BEGIN GIVEN DATA
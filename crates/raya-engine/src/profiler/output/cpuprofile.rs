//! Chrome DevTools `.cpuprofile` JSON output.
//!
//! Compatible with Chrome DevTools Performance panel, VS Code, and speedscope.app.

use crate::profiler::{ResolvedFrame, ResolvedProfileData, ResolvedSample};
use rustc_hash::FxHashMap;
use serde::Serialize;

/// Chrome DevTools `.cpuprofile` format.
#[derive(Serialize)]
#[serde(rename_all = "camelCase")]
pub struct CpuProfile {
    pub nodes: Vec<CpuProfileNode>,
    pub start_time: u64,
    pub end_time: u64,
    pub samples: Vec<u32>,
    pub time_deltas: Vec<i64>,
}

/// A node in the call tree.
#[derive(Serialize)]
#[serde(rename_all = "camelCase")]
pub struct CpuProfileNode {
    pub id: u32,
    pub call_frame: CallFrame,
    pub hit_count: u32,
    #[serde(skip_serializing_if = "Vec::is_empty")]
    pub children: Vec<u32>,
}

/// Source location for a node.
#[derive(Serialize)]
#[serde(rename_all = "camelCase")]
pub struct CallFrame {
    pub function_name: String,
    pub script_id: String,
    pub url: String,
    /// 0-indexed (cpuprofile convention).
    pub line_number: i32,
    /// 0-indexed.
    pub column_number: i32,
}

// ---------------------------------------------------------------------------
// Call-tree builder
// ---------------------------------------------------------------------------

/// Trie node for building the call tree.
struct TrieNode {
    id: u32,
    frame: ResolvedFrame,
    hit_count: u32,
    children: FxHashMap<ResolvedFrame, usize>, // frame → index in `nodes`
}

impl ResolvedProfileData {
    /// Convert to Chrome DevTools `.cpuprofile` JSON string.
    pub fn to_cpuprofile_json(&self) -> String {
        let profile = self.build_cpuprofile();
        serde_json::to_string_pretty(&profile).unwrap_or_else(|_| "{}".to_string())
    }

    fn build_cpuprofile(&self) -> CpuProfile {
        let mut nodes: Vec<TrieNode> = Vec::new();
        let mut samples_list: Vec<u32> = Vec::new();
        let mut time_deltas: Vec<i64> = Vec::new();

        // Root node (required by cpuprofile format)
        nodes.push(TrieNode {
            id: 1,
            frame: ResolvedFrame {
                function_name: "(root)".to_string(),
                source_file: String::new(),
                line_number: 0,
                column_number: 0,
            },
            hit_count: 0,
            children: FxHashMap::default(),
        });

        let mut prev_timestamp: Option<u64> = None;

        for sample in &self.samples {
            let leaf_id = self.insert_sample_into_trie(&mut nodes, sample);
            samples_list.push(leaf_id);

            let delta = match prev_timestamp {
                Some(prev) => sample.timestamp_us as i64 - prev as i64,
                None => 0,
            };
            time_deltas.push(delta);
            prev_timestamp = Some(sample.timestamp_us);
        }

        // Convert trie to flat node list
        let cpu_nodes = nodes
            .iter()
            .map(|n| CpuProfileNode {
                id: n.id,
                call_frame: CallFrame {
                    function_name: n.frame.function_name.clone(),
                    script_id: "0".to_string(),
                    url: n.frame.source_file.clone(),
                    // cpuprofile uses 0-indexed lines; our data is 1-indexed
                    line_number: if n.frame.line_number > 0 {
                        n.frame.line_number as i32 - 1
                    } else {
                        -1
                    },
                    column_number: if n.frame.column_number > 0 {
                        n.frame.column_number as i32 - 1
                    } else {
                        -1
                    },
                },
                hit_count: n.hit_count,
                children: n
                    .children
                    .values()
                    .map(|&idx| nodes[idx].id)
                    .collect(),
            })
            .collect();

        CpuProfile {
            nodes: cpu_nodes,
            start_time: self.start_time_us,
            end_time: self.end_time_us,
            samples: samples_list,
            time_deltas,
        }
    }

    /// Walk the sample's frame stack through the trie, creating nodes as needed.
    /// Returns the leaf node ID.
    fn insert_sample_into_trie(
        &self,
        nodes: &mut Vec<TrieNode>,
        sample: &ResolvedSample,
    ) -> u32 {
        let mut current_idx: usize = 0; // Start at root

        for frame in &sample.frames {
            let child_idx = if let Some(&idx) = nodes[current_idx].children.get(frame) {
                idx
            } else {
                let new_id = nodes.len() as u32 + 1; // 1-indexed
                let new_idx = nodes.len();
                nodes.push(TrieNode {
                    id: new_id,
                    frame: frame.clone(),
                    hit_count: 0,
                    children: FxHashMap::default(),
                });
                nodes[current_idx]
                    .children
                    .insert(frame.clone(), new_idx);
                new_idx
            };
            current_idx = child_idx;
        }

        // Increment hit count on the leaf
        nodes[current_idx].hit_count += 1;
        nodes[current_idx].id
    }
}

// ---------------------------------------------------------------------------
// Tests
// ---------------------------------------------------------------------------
END GIVEN DATA
BEGIN GIVEN DATA
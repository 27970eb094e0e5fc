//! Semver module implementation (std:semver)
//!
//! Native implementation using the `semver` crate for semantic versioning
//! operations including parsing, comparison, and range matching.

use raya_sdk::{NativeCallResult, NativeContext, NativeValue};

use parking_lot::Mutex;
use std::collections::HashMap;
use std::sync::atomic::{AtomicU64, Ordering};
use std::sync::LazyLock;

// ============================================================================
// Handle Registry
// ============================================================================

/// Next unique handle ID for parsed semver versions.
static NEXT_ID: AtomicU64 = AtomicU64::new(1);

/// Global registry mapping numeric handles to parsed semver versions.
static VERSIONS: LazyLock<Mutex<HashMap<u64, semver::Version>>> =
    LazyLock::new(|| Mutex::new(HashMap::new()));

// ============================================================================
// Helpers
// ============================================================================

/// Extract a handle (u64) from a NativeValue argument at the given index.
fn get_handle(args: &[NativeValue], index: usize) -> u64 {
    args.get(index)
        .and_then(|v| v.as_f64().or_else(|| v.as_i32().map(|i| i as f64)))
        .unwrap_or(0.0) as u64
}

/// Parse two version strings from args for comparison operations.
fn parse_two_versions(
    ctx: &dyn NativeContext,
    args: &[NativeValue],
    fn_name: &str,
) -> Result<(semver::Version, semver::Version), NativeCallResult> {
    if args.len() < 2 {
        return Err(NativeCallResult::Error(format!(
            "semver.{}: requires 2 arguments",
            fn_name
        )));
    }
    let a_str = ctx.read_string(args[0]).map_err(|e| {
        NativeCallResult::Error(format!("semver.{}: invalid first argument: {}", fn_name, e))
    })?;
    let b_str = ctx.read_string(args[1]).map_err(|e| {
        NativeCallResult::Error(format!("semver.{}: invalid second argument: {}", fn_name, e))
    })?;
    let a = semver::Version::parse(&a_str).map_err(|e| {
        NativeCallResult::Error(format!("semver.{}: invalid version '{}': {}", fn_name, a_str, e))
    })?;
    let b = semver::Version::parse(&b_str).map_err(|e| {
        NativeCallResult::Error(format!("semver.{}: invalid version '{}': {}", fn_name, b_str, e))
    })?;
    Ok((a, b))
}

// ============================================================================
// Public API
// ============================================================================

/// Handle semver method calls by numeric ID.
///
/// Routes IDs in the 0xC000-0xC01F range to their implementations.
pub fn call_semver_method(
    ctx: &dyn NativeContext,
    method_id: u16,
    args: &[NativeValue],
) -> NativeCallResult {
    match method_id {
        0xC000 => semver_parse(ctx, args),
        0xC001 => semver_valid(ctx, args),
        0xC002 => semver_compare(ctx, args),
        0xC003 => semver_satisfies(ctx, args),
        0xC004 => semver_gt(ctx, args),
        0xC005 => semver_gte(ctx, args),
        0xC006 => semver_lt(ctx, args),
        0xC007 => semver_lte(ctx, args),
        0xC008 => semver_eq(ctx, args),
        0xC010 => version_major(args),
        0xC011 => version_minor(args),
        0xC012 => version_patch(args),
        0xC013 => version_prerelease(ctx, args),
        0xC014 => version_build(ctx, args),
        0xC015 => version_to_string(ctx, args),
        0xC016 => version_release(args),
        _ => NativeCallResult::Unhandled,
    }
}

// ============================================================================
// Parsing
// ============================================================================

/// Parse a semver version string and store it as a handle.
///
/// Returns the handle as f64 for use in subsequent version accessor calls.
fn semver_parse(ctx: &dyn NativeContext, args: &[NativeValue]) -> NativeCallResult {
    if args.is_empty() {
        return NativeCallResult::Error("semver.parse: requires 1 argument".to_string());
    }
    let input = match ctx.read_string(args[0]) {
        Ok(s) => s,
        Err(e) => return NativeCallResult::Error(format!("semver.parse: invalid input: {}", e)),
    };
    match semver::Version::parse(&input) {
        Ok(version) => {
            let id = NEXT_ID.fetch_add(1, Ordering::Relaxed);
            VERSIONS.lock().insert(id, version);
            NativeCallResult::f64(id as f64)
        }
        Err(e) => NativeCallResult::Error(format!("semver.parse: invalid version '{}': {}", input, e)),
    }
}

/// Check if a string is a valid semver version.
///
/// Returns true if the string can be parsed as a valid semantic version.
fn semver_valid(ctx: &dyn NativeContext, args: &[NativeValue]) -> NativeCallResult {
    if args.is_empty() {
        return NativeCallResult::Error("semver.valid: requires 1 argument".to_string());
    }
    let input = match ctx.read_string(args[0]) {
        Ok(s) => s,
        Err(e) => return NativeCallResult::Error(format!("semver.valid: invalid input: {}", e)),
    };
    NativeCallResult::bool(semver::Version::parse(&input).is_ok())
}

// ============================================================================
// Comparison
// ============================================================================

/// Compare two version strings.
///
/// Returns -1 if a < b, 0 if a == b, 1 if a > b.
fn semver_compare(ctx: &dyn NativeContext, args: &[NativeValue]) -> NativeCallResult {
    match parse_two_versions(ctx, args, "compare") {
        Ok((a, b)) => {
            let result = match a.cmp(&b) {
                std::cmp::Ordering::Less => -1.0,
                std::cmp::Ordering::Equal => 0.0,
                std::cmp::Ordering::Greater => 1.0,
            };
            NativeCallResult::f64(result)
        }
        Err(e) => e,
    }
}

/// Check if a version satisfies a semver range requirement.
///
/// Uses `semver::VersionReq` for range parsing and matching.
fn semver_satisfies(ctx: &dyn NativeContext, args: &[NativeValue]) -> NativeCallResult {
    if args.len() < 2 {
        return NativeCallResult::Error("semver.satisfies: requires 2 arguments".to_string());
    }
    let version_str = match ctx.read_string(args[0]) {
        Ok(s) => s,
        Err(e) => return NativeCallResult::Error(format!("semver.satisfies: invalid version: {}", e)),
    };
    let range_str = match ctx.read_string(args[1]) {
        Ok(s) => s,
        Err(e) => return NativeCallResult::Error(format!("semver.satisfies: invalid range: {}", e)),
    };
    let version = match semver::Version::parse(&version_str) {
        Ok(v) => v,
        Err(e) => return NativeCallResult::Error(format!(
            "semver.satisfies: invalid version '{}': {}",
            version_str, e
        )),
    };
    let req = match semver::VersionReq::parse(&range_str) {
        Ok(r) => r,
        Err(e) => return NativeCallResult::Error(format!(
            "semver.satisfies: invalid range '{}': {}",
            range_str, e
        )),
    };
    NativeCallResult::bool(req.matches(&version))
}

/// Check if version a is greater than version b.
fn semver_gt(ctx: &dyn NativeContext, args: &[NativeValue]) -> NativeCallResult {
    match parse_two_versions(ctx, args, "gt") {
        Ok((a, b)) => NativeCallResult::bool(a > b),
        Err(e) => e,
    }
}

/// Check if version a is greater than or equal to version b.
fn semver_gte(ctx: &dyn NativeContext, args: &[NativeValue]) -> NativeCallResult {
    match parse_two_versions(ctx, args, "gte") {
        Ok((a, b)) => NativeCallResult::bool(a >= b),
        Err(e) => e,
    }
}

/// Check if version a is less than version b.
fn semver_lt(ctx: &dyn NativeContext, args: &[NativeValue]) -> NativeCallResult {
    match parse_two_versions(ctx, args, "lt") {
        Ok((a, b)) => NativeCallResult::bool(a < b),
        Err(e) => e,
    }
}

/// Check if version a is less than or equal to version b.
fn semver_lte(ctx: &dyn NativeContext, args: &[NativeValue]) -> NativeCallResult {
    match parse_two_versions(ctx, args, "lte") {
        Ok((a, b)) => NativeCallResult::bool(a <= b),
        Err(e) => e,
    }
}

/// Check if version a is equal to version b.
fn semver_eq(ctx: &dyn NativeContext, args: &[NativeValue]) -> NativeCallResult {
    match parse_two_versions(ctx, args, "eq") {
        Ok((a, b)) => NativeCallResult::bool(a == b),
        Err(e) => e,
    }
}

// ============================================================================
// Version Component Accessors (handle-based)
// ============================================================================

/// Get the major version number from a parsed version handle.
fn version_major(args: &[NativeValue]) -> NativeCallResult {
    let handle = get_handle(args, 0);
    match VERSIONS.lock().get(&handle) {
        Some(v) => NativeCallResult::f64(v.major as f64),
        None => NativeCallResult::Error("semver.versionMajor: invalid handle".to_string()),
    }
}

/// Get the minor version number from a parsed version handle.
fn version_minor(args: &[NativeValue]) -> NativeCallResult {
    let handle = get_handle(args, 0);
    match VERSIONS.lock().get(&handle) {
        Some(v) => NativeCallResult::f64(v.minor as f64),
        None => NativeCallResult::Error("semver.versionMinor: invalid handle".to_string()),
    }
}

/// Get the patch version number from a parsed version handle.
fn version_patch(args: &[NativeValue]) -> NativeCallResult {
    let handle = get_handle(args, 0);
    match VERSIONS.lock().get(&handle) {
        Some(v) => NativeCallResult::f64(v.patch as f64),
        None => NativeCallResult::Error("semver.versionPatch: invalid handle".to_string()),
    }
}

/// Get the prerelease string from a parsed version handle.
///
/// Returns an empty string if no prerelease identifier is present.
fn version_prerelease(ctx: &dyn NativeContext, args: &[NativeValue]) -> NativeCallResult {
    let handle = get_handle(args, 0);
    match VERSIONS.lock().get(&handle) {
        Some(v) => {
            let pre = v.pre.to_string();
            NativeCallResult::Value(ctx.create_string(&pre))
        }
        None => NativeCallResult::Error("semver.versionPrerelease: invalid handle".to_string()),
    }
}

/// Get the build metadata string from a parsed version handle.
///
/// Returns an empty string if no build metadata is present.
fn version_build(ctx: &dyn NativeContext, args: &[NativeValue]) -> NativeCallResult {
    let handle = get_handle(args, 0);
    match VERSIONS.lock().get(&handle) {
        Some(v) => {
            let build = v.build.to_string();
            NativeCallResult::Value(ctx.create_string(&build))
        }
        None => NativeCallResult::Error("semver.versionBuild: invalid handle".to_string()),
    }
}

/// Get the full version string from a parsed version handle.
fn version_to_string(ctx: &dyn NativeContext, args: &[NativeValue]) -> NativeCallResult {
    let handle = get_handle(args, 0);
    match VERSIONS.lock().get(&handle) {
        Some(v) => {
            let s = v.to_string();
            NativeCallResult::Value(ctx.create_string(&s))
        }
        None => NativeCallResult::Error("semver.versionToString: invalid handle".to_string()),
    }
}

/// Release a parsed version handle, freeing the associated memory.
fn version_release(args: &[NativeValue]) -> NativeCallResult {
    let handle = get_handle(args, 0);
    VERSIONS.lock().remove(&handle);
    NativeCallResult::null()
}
END GIVEN DATA
BEGIN GIVEN DATA
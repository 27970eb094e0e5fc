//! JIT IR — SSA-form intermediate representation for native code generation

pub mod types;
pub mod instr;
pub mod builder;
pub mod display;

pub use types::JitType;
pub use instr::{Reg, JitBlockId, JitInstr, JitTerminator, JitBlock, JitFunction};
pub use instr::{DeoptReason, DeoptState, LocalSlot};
END GIVEN DATA
= YOUR TASK =
Copy out every line from the material above in which the word "Returns" appears.

= RESPONSE AREA =
    /// Returns the leaf node ID.
/// Returns the handle as f64 for use in subsequent version accessor calls.
/// Returns true if the string can be parsed as a valid semantic version.
/// Returns -1 if a < b, 0 if a == b, 1 if a > b.
/// Returns an empty string if no prerelease identifier is present.
/// Returns an empty string if no build metadata is present.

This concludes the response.